У входа в жилище сидел Ушан, растирая в каменной плошке какие-то лекарственные травы. Периодически он отрывался от этого занятия, чтобы ответить Зоре, осторожно справляющейся о состоянии вождя.
Чтобы согнать дремоту, Локвуд решил сменить компресс. В этот момент он услышал снаружи грубые голоса орков. Несмотря на то что разобрать их исковерканный диалект было очень сложно, ключник понял, что там назревает что-то дурное. Орки хотели видеть вождя. В их словах легко угадывались настырность и вызов.
Значит, произошло то, чего опасался Ош. Кто-то из орков пожелал занять место Ургаша, воспользовавшись слабостью вожака. Этот жестокий обычай орков был хорошо известен.
Не успело утомлённое сознание ключника толком осознать, что происходит, как снаружи завязалась драка.
— С ним будь, — коротко велел Ушан, указав своей палкой на Ургаша, и поднялся.
Кто-то сорвал полог, закрывающий вход. В тусклом свете зачатков далёкого восхода появилась лохматая фигура. Путь ей тут же преградил Ушан. Старый слепой орк успел пару раз угостить непрошеного гостя своей палкой, перед тем как его самого ударили в живот коротким кривым ножом.
Отпихнув ослабшего калеку со своего пути, пришелец двинулся к постели Ургаша. Его рука сжимала окровавленный клинок, а единственный желтый глаз горел в полумраке недобрым огнём.
Локвуд не мог пошевелиться. Нет, его парализовал не страх, а какие-то сбивчивые, навязчивые мысли. В чём причина столь неудержимой злобы? Ему показалось, что всё происходящее просто страшный сон. Кошмар, от которого он вот-вот очнётся…
Однако ключник не проснулся. Казалось, сам злой рок навис над ним тёмным силуэтом орка, заносящим оружие для смертельного удара. Издав боевой клич, дикарь обрушил на старика нож.
Испугаться ключник не успел. Впрочем, и его долгая, достойная жизнь ещё не закончилась…
Кривое лезвие остановилось на полпути. Оно не достигло своей цели. Огромная волосатая лапища, вынырнувшая из-под шкур, перехватила запястье орка на лету. Раздался утробный, почти звериный рык. В отличие от визгливого клича орка с ножом он был глухим и страшным, как рёв горного обвала, грозящего смести всё на своём пути.
Ошеломлённый дикарь попытался освободиться, но его рука была в железной хватке самого Крушителя. Гигант поднялся с лежанки, как медведь, очнувшийся от долгой спячки. Страшный, сердитый и голодный. Запястье орка жалобно хрустнуло. Нож брякнул о камни пола.
Ургаш закричал.
* * *
Когда раздался крик вождя, орки разом прекратили сражаться, уставившись на тёмное жерло его берлоги.

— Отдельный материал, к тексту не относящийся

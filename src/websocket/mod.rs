//! WebSocket chat transport.
//!
//! One actor per connection. Every outbound frame of a connection goes
//! through a single channel, so fragments reach the client in the order the
//! model produced them.

pub mod server;
pub mod session;

pub use server::websocket_route;
pub use session::ChatSocket;
//! Record query tools. Each lookup is a single parameterized statement.

use async_trait::async_trait;
use tracing::{debug, instrument};

use super::{Database, RecordSource};
use crate::models::patient::Patient;
use crate::models::records::{
    HistoryEntry, PatientRecords, PrescriptionRecord, ReportRecord, VitalRecord, VitalsQuery,
};

pub(crate) const PATIENT_COLUMNS: &str = "patient_id, user_id, first_name, last_name, date_of_birth, age, gender, \
     email, phone, address, emergency_contact, blood_type, allergies, \
     chronic_conditions, insurance_info, is_active, created_at, updated_at";

pub(crate) const VITAL_COLUMNS: &str =
    "vital_id, patient_id, vital_type, value, unit, recorded_at, recorded_by, notes";

const VITALS_SQL: &str = "SELECT vital_id, patient_id, vital_type, value, unit, recorded_at, recorded_by, notes
     FROM health_vitals
     WHERE patient_id = $1 AND is_active = TRUE
       AND ($2::text IS NULL OR vital_type = $2)
       AND ($3::timestamptz IS NULL OR recorded_at >= $3)
       AND ($4::timestamptz IS NULL OR recorded_at <= $4)
     ORDER BY recorded_at DESC
     LIMIT $5";

const PRESCRIPTIONS_SQL: &str = "SELECT p.prescription_id, p.medications, p.diagnosis, p.notes,
            p.prescribed_date, p.valid_until, p.is_active,
            d.first_name AS doctor_first_name, d.last_name AS doctor_last_name,
            d.specialization
     FROM prescriptions p
     LEFT JOIN doctors d ON p.doctor_id = d.doctor_id
     WHERE p.patient_id = $1 AND p.is_active = TRUE
     ORDER BY p.prescribed_date DESC
     LIMIT $2";

const ACTIVE_PRESCRIPTIONS_SQL: &str = "SELECT p.prescription_id, p.medications, p.diagnosis, p.notes,
            p.prescribed_date, p.valid_until, p.is_active,
            d.first_name AS doctor_first_name, d.last_name AS doctor_last_name,
            d.specialization
     FROM prescriptions p
     LEFT JOIN doctors d ON p.doctor_id = d.doctor_id
     WHERE p.patient_id = $1 AND p.is_active = TRUE
       AND (p.valid_until IS NULL OR p.valid_until >= CURRENT_DATE)
     ORDER BY p.prescribed_date DESC
     LIMIT $2";

const REPORTS_SQL: &str = "SELECT mr.report_id, mr.report_type, mr.title, mr.content,
            mr.file_url, mr.report_date,
            d.first_name AS doctor_first_name, d.last_name AS doctor_last_name,
            d.specialization
     FROM medical_reports mr
     LEFT JOIN doctors d ON mr.doctor_id = d.doctor_id
     WHERE mr.patient_id = $1 AND mr.is_active = TRUE
       AND ($2::text IS NULL OR mr.report_type = $2)
     ORDER BY mr.report_date DESC
     LIMIT $3";

const HISTORY_SQL: &str = "SELECT history_id, doctor_name, visit_date, diagnosis, health_status,
            blood_pressure, symptoms, notes, follow_up_date
     FROM medical_history
     WHERE patient_id = $1 AND is_active = TRUE
     ORDER BY visit_date DESC
     LIMIT $2";

impl Database {
    async fn medical_history(
        &self,
        patient_id: &str,
        limit: i64,
    ) -> Result<Vec<HistoryEntry>, sqlx::Error> {
        sqlx::query_as::<_, HistoryEntry>(HISTORY_SQL)
            .bind(patient_id)
            .bind(limit)
            .fetch_all(self.pool.as_ref())
            .await
    }
}

#[async_trait]
impl RecordSource for Database {
    #[instrument(skip(self))]
    async fn patient_by_id(&self, patient_id: &str) -> Result<Option<Patient>, sqlx::Error> {
        let sql = format!(
            "SELECT {} FROM patients WHERE patient_id = $1 AND is_active = TRUE",
            PATIENT_COLUMNS
        );
        sqlx::query_as::<_, Patient>(&sql)
            .bind(patient_id)
            .fetch_optional(self.pool.as_ref())
            .await
    }

    #[instrument(skip(self))]
    async fn patient_records(
        &self,
        patient_id: &str,
        limit: i64,
    ) -> Result<Option<PatientRecords>, sqlx::Error> {
        let patient = match self.patient_by_id(patient_id).await? {
            Some(patient) => patient,
            None => return Ok(None),
        };

        let vitals_query = VitalsQuery {
            limit,
            ..VitalsQuery::for_patient(patient_id)
        };
        let (vitals, prescriptions, reports, history) = tokio::try_join!(
            self.health_vitals(&vitals_query),
            self.prescriptions(patient_id, false, limit),
            self.medical_reports(patient_id, None, limit),
            self.medical_history(patient_id, limit),
        )?;

        debug!(
            vitals = vitals.len(),
            prescriptions = prescriptions.len(),
            reports = reports.len(),
            history = history.len(),
            "loaded patient records"
        );

        Ok(Some(PatientRecords {
            patient,
            vitals,
            prescriptions,
            reports,
            history,
        }))
    }

    #[instrument(skip(self), fields(patient_id = %query.patient_id))]
    async fn health_vitals(&self, query: &VitalsQuery) -> Result<Vec<VitalRecord>, sqlx::Error> {
        sqlx::query_as::<_, VitalRecord>(VITALS_SQL)
            .bind(&query.patient_id)
            .bind(query.vital_type.as_deref())
            .bind(query.since)
            .bind(query.until)
            .bind(query.limit)
            .fetch_all(self.pool.as_ref())
            .await
    }

    #[instrument(skip(self))]
    async fn prescriptions(
        &self,
        patient_id: &str,
        active_only: bool,
        limit: i64,
    ) -> Result<Vec<PrescriptionRecord>, sqlx::Error> {
        let sql = if active_only {
            ACTIVE_PRESCRIPTIONS_SQL
        } else {
            PRESCRIPTIONS_SQL
        };
        sqlx::query_as::<_, PrescriptionRecord>(sql)
            .bind(patient_id)
            .bind(limit)
            .fetch_all(self.pool.as_ref())
            .await
    }

    #[instrument(skip(self))]
    async fn medical_reports(
        &self,
        patient_id: &str,
        report_type: Option<&str>,
        limit: i64,
    ) -> Result<Vec<ReportRecord>, sqlx::Error> {
        sqlx::query_as::<_, ReportRecord>(REPORTS_SQL)
            .bind(patient_id)
            .bind(report_type)
            .bind(limit)
            .fetch_all(self.pool.as_ref())
            .await
    }
}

Сначала снаружи показался окровавленный орк. На его злобном, худом лице застыла неподвижная маска смерти. Он уже не мог стоять сам. Бездыханное тело поддерживала лапища вождя, сжимавшая горло бедняги, как куриную шею.
Мертвец повалился к ногам бунтовщиков. За ним из тьмы хижины показался Ургаш. Вожак орков был страшен. И без того пугающее лицо осунулось и побледнело. В нём было куда меньше жизни, чем раньше, но глаза пылали поистине испепеляющим гневом. Они завораживали орков, как взгляд змеи, смотрящей на свою добычу. Двумя крохотными жёлтыми угольками на них взирала сама смерть.